_Work item_. Report each line from the listing that the string "selector" appears in.

(Records shown Opens)

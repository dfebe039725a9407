//! Leader parameters shared by every voice of one kind.
//!
//! Each voice owns followers of these leaders. While a leader has no
//! envelope and no per-channel controller, its followers render through it
//! and the signal is computed once per round for the whole pool.

use std::rc::Rc;

use vesta_core::biquad::{self, FilterType};
use vesta_core::oscillator::{DETUNE_MAX, FINE_DETUNE_MAX};
use vesta_core::{
    BiquadLeaders, ByteParam, CUSTOM_WAVEFORM_HARMONICS, FloatParam, OFF, ON, OscillatorLeaders,
    Shared, ToggleParam, Waveform, shared, toggle,
};
use vesta_effects::Shape;
use vesta_effects::wavefolder::{FOLD_DEFAULT, FOLD_MAX, FOLD_MIN};

/// Longest portamento in seconds.
pub const PORTAMENTO_LENGTH_MAX: f64 = 3.0;
/// Largest portamento depth in cents.
pub const PORTAMENTO_DEPTH_MAX: f64 = 2400.0;
/// Largest velocity sensitivity; above 1 soft notes get softer.
pub const VELOCITY_SENSITIVITY_MAX: f64 = 2.0;
/// Largest frequency modulation level in cents.
pub const FM_LEVEL_MAX: f64 = 2400.0;
/// Largest phase modulation level in periods.
pub const PM_LEVEL_MAX: f64 = 2.5;
/// Largest amplitude modulation level.
pub const AM_LEVEL_MAX: f64 = 1.0;

/// Modulator and carrier share every note.
pub const MODE_MIX_AND_MOD: u8 = 0;
/// Largest split mode; mode `m` sends notes below `m + 47` to the
/// modulator and the rest to the carrier.
pub const MODE_SPLIT_MAX: u8 = 13;

const SPLIT_NOTE_OFFSET: u8 = 47;

const CUSTOM_WAVEFORM_DEFAULTS: [f64; CUSTOM_WAVEFORM_HARMONICS] =
    [0.333, 0.333, 0.333, 0.0, 0.0, 0.0, 0.0, 0.0, 0.0, 0.0];

/// Shape of the carrier distortion unless configured otherwise.
pub const CARRIER_DISTORTION_SHAPE: Shape = Shape::Tanh5;

/// First note routed to the carrier in split `mode`, or `None` when both
/// voices play every note.
pub fn split_note(mode: u8) -> Option<u8> {
    (mode != MODE_MIX_AND_MOD).then(|| mode.min(MODE_SPLIT_MAX) + SPLIT_NOTE_OFFSET)
}

/// Shape selector and level of a voice distortion.
#[derive(Debug, Clone)]
pub struct DistortionLeaders {
    /// [`Shape`] selector.
    pub shape: Shared<ByteParam>,
    /// Dry/distorted blend.
    pub level: Shared<FloatParam>,
}

/// Leaders of one voice kind, named `<prefix><suffix>`.
#[derive(Debug, Clone)]
pub struct VoiceParams {
    prefix: String,
    /// Oscillator waveform.
    pub waveform: Shared<ByteParam>,
    /// Oscillator amplitude.
    pub amplitude: Shared<FloatParam>,
    /// How much note velocity affects loudness.
    pub velocity_sensitivity: Shared<FloatParam>,
    /// Wavefolder amount.
    pub folding: Shared<FloatParam>,
    /// Glide time in seconds.
    pub portamento_length: Shared<FloatParam>,
    /// Glide start relative to the note in cents; near zero glides from the
    /// previous note.
    pub portamento_depth: Shared<FloatParam>,
    /// Coarse detune in cents.
    pub detune: Shared<FloatParam>,
    /// Fine detune in cents.
    pub fine_detune: Shared<FloatParam>,
    /// Spread of notes across the stereo field by pitch.
    pub width: Shared<FloatParam>,
    /// Stereo position.
    pub panning: Shared<FloatParam>,
    /// Output level.
    pub volume: Shared<FloatParam>,
    /// Level of the sine one octave below.
    pub subharmonic_amplitude: Shared<FloatParam>,
    /// Harmonic levels of the custom waveform.
    pub harmonics: [Shared<FloatParam>; CUSTOM_WAVEFORM_HARMONICS],
    /// Filter before the wavefolder; a high-pass by default.
    pub filter_1: BiquadLeaders,
    /// Filter after the shapers; a low-pass by default.
    pub filter_2: BiquadLeaders,
    /// Per-note random detune and filter offset level.
    pub inaccuracy: Shared<FloatParam>,
    /// Slow random pitch drift level.
    pub instability: Shared<FloatParam>,
    /// Distortion after the wavefolder, carriers only.
    pub distortion: Option<DistortionLeaders>,
}

impl VoiceParams {
    /// Leaders of modulator voices.
    pub fn modulator(prefix: &str) -> Self {
        Self::new(prefix, None)
    }

    /// Leaders of carrier voices, with a distortion stage.
    pub fn carrier(prefix: &str) -> Self {
        let distortion = DistortionLeaders {
            shape: shared(Shape::param(format!("{prefix}DTYP"), CARRIER_DISTORTION_SHAPE)),
            level: shared(FloatParam::new(format!("{prefix}DG"), 0.0, 1.0, 0.0)),
        };

        Self::new(prefix, Some(distortion))
    }

    fn new(prefix: &str, distortion: Option<DistortionLeaders>) -> Self {
        let float = |suffix: &str, min: f64, max: f64, default: f64| {
            shared(FloatParam::new(format!("{prefix}{suffix}"), min, max, default))
        };

        Self {
            prefix: prefix.to_owned(),
            waveform: shared(Waveform::param(format!("{prefix}WAV"), Waveform::Sine)),
            amplitude: float("AMP", 0.0, 1.0, 0.75),
            velocity_sensitivity: float("VS", 0.0, VELOCITY_SENSITIVITY_MAX, 1.0),
            folding: float("FLD", FOLD_MIN, FOLD_MAX, FOLD_DEFAULT),
            portamento_length: float("PRT", 0.0, PORTAMENTO_LENGTH_MAX, 0.0),
            portamento_depth: float("PRD", -PORTAMENTO_DEPTH_MAX, PORTAMENTO_DEPTH_MAX, 0.0),
            detune: shared(
                FloatParam::new(format!("{prefix}DTN"), -DETUNE_MAX, DETUNE_MAX, 0.0)
                    .with_round_to(100.0),
            ),
            fine_detune: float("FIN", -FINE_DETUNE_MAX, FINE_DETUNE_MAX, 0.0),
            width: float("WID", -1.0, 1.0, 0.2),
            panning: float("PAN", -1.0, 1.0, 0.0),
            volume: float("VOL", 0.0, 1.0, 0.33),
            subharmonic_amplitude: float("SUB", 0.0, 1.0, 0.0),
            harmonics: core::array::from_fn(|i| {
                shared(FloatParam::block(
                    format!("{prefix}C{}", i + 1),
                    -1.0,
                    1.0,
                    CUSTOM_WAVEFORM_DEFAULTS[i],
                ))
            }),
            filter_1: high_pass_leaders(&format!("{prefix}F1")),
            filter_2: BiquadLeaders::new(&format!("{prefix}F2"), FilterType::LowPass),
            inaccuracy: shared(FloatParam::block(format!("{prefix}OIA"), 0.0, 1.0, 0.0)),
            instability: shared(FloatParam::block(format!("{prefix}OIS"), 0.0, 1.0, 0.0)),
            distortion,
        }
    }

    /// Name prefix of every leader.
    pub fn prefix(&self) -> &str {
        &self.prefix
    }

    /// Oscillator leaders of a voice, with the modulation levels of a
    /// carrier when `modulation` is given.
    pub fn oscillator_leaders(&self, modulation: Option<&ModulationLevels>) -> OscillatorLeaders {
        let mut leaders = OscillatorLeaders::new(Rc::clone(&self.waveform));

        leaders.amplitude = Some(Rc::clone(&self.amplitude));
        leaders.detune = Some(Rc::clone(&self.detune));
        leaders.fine_detune = Some(Rc::clone(&self.fine_detune));
        leaders.subharmonic_amplitude = Some(Rc::clone(&self.subharmonic_amplitude));
        leaders.harmonics = Some(self.harmonics.clone());

        if let Some(modulation) = modulation {
            leaders.amplitude_modulation_level = Some(Rc::clone(&modulation.amplitude));
            leaders.frequency_modulation_level = Some(Rc::clone(&modulation.frequency));
            leaders.phase_modulation_level = Some(Rc::clone(&modulation.phase));
        }

        leaders
    }

    /// Every float leader, for lookup by name and per-round rendering.
    pub fn float_params(&self) -> Vec<Shared<FloatParam>> {
        let mut params = vec![
            Rc::clone(&self.amplitude),
            Rc::clone(&self.velocity_sensitivity),
            Rc::clone(&self.folding),
            Rc::clone(&self.portamento_length),
            Rc::clone(&self.portamento_depth),
            Rc::clone(&self.detune),
            Rc::clone(&self.fine_detune),
            Rc::clone(&self.width),
            Rc::clone(&self.panning),
            Rc::clone(&self.volume),
            Rc::clone(&self.subharmonic_amplitude),
        ];

        params.extend(self.harmonics.iter().map(Rc::clone));

        for filter in [&self.filter_1, &self.filter_2] {
            params.push(Rc::clone(&filter.frequency));
            params.push(Rc::clone(&filter.q));
            params.push(Rc::clone(&filter.gain));
        }

        params.push(Rc::clone(&self.inaccuracy));
        params.push(Rc::clone(&self.instability));

        if let Some(distortion) = &self.distortion {
            params.push(Rc::clone(&distortion.level));
        }

        params
    }

    /// Every selector leader.
    pub fn byte_params(&self) -> Vec<Shared<ByteParam>> {
        let mut params = vec![
            Rc::clone(&self.waveform),
            Rc::clone(&self.filter_1.filter_type),
            Rc::clone(&self.filter_2.filter_type),
        ];

        if let Some(distortion) = &self.distortion {
            params.push(Rc::clone(&distortion.shape));
        }

        params
    }
}

fn high_pass_leaders(prefix: &str) -> BiquadLeaders {
    let mut leaders = BiquadLeaders::new(prefix, FilterType::HighPass);

    leaders.frequency = shared(FloatParam::new(
        format!("{prefix}FRQ"),
        biquad::FREQUENCY_MIN,
        biquad::FREQUENCY_MAX,
        biquad::FREQUENCY_MIN,
    ));
    leaders
}

/// How strongly the modulator drives the carrier oscillator.
#[derive(Debug, Clone)]
pub struct ModulationLevels {
    /// Amplitude modulation level.
    pub amplitude: Shared<FloatParam>,
    /// Frequency modulation level in cents.
    pub frequency: Shared<FloatParam>,
    /// Phase modulation level in periods.
    pub phase: Shared<FloatParam>,
}

impl ModulationLevels {
    fn new() -> Self {
        Self {
            amplitude: shared(FloatParam::new("AM", 0.0, AM_LEVEL_MAX, 0.0)),
            frequency: shared(FloatParam::new("FM", 0.0, FM_LEVEL_MAX, 0.0)),
            phase: shared(FloatParam::new("PM", 0.0, PM_LEVEL_MAX, 0.0)),
        }
    }
}

/// Every leader of the synth.
#[derive(Debug, Clone)]
pub struct SynthParams {
    /// Mix-and-modulate or keyboard split selector.
    pub mode: Shared<ByteParam>,
    /// Level of the modulator voices in the mix.
    pub modulator_add_volume: Shared<FloatParam>,
    /// Levels of carrier modulation.
    pub modulation: ModulationLevels,
    /// Polyphonic when on; monophonic legato otherwise.
    pub polyphonic: Shared<ToggleParam>,
    /// Read controllers per note channel when on.
    pub mpe: Shared<ToggleParam>,
    /// Leaders of the modulator voices.
    pub modulator: VoiceParams,
    /// Leaders of the carrier voices.
    pub carrier: VoiceParams,
}

impl SynthParams {
    /// The default patch: mixed voices, no modulation, polyphonic.
    pub fn new() -> Self {
        Self {
            mode: shared(ByteParam::new("MODE", MODE_MIX_AND_MOD, MODE_SPLIT_MAX, MODE_MIX_AND_MOD)),
            modulator_add_volume: shared(FloatParam::new("MIX", 0.0, 1.0, 1.0)),
            modulation: ModulationLevels::new(),
            polyphonic: shared(toggle("POLY", ON)),
            mpe: shared(toggle("MPE", OFF)),
            modulator: VoiceParams::modulator("M"),
            carrier: VoiceParams::carrier("C"),
        }
    }

    /// Every float leader of the synth and both voice kinds.
    pub fn float_params(&self) -> Vec<Shared<FloatParam>> {
        let mut params = vec![
            Rc::clone(&self.modulator_add_volume),
            Rc::clone(&self.modulation.amplitude),
            Rc::clone(&self.modulation.frequency),
            Rc::clone(&self.modulation.phase),
        ];

        params.extend(self.modulator.float_params());
        params.extend(self.carrier.float_params());
        params
    }

    /// Every selector and toggle leader.
    pub fn byte_params(&self) -> Vec<Shared<ByteParam>> {
        let mut params = vec![
            Rc::clone(&self.mode),
            Rc::clone(&self.polyphonic),
            Rc::clone(&self.mpe),
        ];

        params.extend(self.modulator.byte_params());
        params.extend(self.carrier.byte_params());
        params
    }
}

impl Default for SynthParams {
    fn default() -> Self {
        Self::new()
    }
}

(Records shown Closes)

_Result of the task_.
/// Shape selector and level of a voice distortion.
    /// [`Shape`] selector.
    /// Every selector leader.
    /// Mix-and-modulate or keyboard split selector.
    /// Every selector and toggle leader.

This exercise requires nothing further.